**Records supplied:**
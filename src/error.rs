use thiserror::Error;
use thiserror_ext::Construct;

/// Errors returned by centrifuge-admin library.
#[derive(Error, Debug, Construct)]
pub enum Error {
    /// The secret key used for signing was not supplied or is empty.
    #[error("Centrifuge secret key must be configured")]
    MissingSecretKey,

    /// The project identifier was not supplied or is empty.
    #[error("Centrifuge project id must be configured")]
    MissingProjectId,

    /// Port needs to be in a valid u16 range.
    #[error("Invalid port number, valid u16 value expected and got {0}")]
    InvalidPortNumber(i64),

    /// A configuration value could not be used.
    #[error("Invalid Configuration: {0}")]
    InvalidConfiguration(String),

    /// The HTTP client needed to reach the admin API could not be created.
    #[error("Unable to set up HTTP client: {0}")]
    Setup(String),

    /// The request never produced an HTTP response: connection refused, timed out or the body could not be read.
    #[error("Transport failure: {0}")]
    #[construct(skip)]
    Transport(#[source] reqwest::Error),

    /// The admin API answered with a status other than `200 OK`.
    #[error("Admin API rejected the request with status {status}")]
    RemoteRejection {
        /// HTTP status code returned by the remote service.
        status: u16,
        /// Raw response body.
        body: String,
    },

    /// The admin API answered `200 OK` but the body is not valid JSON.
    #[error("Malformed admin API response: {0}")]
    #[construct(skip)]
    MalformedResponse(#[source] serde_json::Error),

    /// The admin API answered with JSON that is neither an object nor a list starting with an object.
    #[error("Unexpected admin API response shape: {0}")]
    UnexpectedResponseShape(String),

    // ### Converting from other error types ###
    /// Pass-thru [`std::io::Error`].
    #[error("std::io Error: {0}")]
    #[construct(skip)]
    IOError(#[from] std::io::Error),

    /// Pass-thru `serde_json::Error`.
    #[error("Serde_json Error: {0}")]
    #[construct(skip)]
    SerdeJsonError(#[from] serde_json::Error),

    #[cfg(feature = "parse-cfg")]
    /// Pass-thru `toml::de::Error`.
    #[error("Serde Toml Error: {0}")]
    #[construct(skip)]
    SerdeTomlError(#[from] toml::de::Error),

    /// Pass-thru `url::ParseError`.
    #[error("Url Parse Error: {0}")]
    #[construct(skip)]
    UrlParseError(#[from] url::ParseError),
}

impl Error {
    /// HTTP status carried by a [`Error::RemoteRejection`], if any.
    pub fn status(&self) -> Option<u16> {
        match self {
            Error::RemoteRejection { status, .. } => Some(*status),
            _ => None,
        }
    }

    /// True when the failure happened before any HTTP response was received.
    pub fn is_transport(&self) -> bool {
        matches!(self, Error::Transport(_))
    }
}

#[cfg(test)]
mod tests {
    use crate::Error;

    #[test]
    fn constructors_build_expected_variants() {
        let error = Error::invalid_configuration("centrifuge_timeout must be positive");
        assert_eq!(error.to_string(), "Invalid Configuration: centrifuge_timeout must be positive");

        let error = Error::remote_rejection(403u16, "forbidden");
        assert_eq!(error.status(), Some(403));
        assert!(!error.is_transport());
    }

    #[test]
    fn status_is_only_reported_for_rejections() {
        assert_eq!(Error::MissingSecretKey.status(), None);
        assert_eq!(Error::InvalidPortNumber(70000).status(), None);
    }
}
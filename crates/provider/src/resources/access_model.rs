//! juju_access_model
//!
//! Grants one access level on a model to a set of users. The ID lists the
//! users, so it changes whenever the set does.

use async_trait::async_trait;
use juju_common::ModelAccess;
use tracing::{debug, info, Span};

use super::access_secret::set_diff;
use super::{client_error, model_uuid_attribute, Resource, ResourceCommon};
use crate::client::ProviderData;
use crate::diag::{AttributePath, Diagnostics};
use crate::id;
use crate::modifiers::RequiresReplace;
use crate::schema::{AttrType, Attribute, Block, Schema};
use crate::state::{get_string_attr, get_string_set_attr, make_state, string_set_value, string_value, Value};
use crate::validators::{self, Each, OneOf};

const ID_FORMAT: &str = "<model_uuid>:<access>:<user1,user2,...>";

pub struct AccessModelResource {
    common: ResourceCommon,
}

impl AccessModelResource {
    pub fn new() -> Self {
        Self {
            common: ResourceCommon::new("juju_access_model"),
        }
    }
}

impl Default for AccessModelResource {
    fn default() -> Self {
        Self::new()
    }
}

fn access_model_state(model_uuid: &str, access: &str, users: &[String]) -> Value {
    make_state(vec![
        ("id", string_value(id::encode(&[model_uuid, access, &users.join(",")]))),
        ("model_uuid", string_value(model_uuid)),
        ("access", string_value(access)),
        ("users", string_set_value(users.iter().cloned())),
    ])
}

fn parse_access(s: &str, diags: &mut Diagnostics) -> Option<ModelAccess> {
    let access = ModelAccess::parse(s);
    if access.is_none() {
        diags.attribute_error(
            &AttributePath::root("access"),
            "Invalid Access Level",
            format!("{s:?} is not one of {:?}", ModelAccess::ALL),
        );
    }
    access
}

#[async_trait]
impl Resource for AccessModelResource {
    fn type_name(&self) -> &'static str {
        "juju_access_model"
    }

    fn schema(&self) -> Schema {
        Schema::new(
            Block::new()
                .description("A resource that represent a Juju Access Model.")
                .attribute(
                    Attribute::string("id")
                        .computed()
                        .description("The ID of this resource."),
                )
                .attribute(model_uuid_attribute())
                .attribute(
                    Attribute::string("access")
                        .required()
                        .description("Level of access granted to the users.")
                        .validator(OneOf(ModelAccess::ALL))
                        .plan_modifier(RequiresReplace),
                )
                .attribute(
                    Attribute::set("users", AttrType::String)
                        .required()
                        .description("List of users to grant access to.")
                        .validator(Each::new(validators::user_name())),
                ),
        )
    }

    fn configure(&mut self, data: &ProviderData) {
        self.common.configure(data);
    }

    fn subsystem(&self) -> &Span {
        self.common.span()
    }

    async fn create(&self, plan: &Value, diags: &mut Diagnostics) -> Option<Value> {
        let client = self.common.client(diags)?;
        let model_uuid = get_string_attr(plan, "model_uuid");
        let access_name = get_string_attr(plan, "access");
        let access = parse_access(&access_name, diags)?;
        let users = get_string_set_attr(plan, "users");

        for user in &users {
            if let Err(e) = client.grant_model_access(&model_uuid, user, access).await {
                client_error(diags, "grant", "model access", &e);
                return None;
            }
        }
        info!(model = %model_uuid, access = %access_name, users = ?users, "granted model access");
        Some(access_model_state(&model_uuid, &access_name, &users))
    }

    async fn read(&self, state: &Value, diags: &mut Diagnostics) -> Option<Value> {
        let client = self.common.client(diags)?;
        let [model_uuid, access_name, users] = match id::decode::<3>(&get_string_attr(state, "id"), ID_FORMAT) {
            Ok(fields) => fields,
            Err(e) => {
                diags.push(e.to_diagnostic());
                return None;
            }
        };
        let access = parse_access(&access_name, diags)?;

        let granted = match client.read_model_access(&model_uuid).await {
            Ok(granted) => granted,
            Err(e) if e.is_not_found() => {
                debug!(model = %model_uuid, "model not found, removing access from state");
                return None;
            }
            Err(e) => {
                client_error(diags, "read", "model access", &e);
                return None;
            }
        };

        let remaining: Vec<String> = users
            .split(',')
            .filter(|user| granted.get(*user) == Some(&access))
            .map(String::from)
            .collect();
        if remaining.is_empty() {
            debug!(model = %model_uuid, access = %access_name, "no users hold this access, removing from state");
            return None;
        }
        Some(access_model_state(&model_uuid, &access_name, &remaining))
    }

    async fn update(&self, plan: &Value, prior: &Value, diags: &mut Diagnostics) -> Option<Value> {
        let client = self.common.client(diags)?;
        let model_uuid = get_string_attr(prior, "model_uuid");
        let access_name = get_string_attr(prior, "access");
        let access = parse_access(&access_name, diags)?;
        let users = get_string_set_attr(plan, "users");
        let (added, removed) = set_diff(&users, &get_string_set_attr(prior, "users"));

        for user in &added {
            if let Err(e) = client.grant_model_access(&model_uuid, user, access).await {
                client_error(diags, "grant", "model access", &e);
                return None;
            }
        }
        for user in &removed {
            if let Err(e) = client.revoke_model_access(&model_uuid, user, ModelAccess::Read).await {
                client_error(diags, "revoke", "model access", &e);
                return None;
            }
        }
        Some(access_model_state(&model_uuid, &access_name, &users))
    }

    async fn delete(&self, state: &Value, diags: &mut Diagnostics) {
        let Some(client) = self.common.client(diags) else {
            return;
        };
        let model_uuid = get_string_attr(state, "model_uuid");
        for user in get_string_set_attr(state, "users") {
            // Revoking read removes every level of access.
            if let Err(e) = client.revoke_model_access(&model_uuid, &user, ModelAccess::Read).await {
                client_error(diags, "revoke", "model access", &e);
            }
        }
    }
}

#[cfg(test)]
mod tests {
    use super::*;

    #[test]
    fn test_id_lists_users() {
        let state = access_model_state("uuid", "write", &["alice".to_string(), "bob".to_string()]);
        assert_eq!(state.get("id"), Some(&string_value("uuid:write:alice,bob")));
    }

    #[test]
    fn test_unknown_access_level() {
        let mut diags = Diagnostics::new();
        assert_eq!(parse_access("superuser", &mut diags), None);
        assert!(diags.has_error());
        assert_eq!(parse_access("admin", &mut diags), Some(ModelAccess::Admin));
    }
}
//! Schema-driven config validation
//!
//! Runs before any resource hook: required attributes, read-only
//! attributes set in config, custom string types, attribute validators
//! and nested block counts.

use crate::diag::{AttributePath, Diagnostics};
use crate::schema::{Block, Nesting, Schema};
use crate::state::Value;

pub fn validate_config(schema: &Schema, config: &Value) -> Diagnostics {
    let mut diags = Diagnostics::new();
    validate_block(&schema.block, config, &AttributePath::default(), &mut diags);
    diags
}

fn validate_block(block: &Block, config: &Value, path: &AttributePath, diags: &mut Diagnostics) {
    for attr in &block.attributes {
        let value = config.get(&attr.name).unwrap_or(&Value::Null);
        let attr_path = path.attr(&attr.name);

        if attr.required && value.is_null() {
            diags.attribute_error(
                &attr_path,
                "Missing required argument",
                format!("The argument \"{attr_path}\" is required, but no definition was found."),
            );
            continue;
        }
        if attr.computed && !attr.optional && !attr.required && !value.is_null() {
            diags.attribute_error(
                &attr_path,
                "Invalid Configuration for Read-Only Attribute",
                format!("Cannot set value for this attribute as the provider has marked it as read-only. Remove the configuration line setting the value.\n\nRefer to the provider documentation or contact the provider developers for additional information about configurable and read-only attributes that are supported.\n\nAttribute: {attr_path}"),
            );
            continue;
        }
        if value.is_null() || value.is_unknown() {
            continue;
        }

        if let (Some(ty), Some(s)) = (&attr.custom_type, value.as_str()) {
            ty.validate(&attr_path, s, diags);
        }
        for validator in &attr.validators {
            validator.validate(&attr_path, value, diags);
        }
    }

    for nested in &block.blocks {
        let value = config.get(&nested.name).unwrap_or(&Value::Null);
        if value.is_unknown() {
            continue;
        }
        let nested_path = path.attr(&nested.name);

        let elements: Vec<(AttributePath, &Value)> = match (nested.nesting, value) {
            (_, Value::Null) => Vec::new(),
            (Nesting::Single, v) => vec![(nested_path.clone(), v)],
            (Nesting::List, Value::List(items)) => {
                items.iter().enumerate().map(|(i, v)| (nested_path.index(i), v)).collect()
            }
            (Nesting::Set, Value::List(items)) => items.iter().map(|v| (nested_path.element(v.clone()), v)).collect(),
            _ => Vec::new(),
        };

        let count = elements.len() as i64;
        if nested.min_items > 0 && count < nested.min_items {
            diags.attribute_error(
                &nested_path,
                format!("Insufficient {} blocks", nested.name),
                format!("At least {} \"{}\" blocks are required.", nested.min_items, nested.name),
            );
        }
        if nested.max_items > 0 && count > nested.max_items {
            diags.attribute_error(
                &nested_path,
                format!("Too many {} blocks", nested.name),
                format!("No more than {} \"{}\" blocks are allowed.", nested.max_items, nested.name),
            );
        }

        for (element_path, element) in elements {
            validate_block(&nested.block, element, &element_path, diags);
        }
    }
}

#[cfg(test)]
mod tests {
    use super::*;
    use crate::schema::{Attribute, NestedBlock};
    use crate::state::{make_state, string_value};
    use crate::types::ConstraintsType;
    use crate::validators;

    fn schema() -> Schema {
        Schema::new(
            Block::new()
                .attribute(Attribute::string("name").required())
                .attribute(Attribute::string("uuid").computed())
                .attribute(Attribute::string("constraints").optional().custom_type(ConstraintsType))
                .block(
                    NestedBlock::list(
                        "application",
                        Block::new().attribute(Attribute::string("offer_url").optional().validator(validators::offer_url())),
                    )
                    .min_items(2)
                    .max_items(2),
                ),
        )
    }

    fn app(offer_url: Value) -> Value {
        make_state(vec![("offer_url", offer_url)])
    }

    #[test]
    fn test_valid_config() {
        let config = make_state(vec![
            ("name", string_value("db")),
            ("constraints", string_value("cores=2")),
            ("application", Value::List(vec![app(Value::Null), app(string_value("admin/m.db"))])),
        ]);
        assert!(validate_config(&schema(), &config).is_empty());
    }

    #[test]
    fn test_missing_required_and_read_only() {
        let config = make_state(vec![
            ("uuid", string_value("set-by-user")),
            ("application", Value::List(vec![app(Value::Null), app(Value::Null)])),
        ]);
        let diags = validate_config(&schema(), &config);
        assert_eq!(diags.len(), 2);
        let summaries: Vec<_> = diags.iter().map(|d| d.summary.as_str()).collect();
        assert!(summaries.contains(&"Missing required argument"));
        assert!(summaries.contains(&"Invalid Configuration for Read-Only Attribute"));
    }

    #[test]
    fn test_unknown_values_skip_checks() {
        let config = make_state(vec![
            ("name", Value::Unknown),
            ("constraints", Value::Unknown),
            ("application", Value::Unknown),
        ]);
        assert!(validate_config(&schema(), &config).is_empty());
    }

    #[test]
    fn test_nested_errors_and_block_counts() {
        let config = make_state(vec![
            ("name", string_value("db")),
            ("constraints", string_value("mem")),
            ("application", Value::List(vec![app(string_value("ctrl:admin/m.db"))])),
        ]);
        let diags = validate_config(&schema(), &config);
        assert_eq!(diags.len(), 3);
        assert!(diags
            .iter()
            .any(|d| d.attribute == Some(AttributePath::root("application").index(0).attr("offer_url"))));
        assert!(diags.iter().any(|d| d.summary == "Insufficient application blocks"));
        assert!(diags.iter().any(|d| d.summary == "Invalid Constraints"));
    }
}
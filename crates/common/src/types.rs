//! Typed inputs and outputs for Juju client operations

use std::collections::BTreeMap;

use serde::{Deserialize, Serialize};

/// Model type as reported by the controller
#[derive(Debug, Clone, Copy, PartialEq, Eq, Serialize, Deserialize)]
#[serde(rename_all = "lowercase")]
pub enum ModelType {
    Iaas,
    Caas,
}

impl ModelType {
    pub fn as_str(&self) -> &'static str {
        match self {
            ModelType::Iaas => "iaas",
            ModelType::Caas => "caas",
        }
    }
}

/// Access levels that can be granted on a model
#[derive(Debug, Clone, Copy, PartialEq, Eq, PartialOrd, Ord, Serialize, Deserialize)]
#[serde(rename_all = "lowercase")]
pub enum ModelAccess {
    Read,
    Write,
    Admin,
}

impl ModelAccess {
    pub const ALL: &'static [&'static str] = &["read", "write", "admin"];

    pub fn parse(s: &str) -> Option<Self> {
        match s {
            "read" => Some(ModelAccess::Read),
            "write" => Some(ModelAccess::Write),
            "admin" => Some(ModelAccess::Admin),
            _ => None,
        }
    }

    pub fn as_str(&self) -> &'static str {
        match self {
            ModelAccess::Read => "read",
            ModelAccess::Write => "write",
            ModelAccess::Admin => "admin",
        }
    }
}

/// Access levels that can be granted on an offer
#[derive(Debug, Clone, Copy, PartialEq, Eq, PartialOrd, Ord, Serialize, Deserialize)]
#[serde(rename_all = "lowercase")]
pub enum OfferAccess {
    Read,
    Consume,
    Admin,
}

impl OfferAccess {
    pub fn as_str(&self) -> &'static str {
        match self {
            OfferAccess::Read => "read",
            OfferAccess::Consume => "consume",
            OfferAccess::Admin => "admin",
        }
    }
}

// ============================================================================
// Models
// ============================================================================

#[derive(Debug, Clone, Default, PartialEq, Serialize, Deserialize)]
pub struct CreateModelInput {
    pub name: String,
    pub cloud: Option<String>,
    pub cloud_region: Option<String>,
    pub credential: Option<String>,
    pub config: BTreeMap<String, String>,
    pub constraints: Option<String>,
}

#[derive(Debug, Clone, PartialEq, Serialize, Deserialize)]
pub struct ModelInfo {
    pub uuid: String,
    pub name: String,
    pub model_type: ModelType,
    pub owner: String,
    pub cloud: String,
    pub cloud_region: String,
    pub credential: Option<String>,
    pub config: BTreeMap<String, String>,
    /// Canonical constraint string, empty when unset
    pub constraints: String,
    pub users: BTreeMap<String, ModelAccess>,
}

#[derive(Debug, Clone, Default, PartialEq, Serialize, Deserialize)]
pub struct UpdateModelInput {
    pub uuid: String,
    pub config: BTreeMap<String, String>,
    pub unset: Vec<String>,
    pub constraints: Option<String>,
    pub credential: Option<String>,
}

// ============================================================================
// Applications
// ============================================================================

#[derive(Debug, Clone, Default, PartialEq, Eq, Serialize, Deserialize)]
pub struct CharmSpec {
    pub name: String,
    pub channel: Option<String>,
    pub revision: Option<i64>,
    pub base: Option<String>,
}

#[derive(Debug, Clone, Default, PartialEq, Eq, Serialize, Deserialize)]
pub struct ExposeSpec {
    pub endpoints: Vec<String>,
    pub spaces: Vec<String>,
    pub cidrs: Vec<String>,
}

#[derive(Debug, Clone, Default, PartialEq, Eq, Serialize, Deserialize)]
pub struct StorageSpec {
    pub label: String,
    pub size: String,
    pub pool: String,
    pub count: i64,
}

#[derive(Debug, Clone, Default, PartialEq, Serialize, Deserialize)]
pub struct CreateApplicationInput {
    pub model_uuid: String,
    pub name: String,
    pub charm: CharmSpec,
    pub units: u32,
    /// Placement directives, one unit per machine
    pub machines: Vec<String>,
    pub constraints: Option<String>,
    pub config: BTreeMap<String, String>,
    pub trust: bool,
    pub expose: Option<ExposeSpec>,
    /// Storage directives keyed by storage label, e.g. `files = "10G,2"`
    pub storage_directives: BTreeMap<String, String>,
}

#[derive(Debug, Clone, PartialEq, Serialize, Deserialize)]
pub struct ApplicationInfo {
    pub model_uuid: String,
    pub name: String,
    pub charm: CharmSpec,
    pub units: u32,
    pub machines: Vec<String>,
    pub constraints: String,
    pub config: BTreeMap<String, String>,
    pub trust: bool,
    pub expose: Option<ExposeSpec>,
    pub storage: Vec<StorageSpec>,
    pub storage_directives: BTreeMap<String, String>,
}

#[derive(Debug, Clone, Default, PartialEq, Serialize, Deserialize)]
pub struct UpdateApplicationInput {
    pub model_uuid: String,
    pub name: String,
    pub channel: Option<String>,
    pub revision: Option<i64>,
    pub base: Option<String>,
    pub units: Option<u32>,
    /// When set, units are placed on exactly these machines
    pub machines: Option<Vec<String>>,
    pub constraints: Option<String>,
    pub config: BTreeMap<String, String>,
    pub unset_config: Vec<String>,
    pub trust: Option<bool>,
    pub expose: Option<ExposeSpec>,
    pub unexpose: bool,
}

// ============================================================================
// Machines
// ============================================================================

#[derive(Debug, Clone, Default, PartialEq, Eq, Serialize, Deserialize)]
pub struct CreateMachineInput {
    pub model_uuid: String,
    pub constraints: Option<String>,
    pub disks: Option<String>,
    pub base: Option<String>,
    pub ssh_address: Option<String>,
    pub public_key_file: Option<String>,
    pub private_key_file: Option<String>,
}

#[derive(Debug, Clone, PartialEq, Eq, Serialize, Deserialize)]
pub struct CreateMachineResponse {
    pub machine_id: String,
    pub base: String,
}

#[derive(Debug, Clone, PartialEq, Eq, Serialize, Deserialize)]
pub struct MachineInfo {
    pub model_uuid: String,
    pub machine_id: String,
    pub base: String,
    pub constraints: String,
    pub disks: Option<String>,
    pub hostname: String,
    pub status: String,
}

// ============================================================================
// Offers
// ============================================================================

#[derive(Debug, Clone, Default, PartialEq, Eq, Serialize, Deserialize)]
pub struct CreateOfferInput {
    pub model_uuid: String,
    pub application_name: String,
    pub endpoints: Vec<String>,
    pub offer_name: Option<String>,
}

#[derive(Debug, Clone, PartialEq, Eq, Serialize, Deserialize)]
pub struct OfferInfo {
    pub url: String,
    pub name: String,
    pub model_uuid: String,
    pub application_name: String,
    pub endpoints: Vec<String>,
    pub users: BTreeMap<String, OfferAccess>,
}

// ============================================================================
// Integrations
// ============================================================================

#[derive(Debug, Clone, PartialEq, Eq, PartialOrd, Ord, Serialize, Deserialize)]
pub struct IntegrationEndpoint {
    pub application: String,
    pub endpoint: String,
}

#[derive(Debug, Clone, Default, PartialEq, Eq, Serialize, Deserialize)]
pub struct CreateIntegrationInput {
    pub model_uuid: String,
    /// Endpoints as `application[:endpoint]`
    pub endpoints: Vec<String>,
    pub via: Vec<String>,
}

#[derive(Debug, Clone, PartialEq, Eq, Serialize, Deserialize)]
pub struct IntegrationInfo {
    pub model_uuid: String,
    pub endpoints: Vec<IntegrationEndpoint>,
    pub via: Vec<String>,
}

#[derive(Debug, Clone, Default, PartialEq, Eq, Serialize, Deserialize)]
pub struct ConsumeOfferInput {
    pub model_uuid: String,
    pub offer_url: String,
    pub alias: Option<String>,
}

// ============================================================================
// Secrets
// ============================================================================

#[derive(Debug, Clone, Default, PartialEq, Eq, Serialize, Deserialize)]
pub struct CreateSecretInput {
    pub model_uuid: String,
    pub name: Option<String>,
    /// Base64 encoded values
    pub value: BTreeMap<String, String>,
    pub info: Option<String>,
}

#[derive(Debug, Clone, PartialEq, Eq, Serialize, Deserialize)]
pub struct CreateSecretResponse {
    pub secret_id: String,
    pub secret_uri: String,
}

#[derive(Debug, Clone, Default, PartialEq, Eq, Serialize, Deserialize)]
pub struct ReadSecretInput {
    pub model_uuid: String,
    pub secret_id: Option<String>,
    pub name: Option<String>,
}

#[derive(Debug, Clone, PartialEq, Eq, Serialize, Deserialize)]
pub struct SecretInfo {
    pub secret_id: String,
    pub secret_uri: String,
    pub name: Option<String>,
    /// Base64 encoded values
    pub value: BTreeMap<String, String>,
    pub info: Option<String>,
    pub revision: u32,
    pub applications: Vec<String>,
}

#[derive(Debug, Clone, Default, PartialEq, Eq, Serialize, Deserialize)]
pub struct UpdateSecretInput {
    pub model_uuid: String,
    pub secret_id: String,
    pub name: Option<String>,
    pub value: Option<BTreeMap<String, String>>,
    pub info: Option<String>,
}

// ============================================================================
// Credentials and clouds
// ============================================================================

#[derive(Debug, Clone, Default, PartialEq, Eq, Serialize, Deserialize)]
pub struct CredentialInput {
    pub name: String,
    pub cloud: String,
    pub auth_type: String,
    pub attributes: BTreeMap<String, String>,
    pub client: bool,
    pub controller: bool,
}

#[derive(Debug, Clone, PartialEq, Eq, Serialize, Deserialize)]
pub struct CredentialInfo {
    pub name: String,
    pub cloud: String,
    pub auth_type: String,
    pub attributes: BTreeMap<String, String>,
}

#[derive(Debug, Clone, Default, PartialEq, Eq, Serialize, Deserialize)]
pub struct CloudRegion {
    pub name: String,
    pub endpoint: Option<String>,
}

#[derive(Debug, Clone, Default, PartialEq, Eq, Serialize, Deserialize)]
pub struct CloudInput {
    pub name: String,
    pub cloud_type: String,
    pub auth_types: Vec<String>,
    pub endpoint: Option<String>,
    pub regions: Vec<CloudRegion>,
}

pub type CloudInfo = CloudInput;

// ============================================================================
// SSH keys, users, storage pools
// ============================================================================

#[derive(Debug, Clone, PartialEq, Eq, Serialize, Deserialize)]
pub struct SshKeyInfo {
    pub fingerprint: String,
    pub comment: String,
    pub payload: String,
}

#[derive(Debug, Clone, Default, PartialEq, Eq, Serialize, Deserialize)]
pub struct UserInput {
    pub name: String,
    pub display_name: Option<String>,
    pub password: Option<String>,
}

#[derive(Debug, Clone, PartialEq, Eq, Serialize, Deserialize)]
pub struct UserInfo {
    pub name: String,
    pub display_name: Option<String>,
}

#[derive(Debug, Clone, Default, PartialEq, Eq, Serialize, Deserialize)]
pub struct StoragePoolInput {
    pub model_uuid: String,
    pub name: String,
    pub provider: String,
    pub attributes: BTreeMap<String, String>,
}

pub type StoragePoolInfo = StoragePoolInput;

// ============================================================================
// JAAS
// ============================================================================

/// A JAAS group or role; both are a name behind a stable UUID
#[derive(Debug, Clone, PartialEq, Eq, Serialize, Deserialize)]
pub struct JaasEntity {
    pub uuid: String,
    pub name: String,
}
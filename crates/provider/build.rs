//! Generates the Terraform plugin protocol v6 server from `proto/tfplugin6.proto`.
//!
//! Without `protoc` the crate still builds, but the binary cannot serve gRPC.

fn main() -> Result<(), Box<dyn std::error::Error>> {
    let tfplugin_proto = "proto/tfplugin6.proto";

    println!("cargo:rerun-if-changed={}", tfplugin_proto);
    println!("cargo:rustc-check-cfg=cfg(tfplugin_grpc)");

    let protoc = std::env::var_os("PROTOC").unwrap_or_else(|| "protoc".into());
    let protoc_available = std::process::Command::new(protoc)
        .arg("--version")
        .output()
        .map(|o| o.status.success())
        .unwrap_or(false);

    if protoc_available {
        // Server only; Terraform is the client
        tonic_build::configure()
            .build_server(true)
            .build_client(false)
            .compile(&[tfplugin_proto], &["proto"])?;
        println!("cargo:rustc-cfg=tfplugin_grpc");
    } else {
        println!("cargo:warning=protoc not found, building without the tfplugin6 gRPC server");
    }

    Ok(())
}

**Task description:**
Could you return, word for word, only the lines running from the first line of the material above to the line that contains "secret key must", inclusive?

**Result:**
filename src/error.rs
use thiserror::Error;
use thiserror_ext::Construct;

/// Errors returned by centrifuge-admin library.
#[derive(Error, Debug, Construct)]
pub enum Error {
    /// The secret key used for signing was not supplied or is empty.
    #[error("Centrifuge secret key must be configured")]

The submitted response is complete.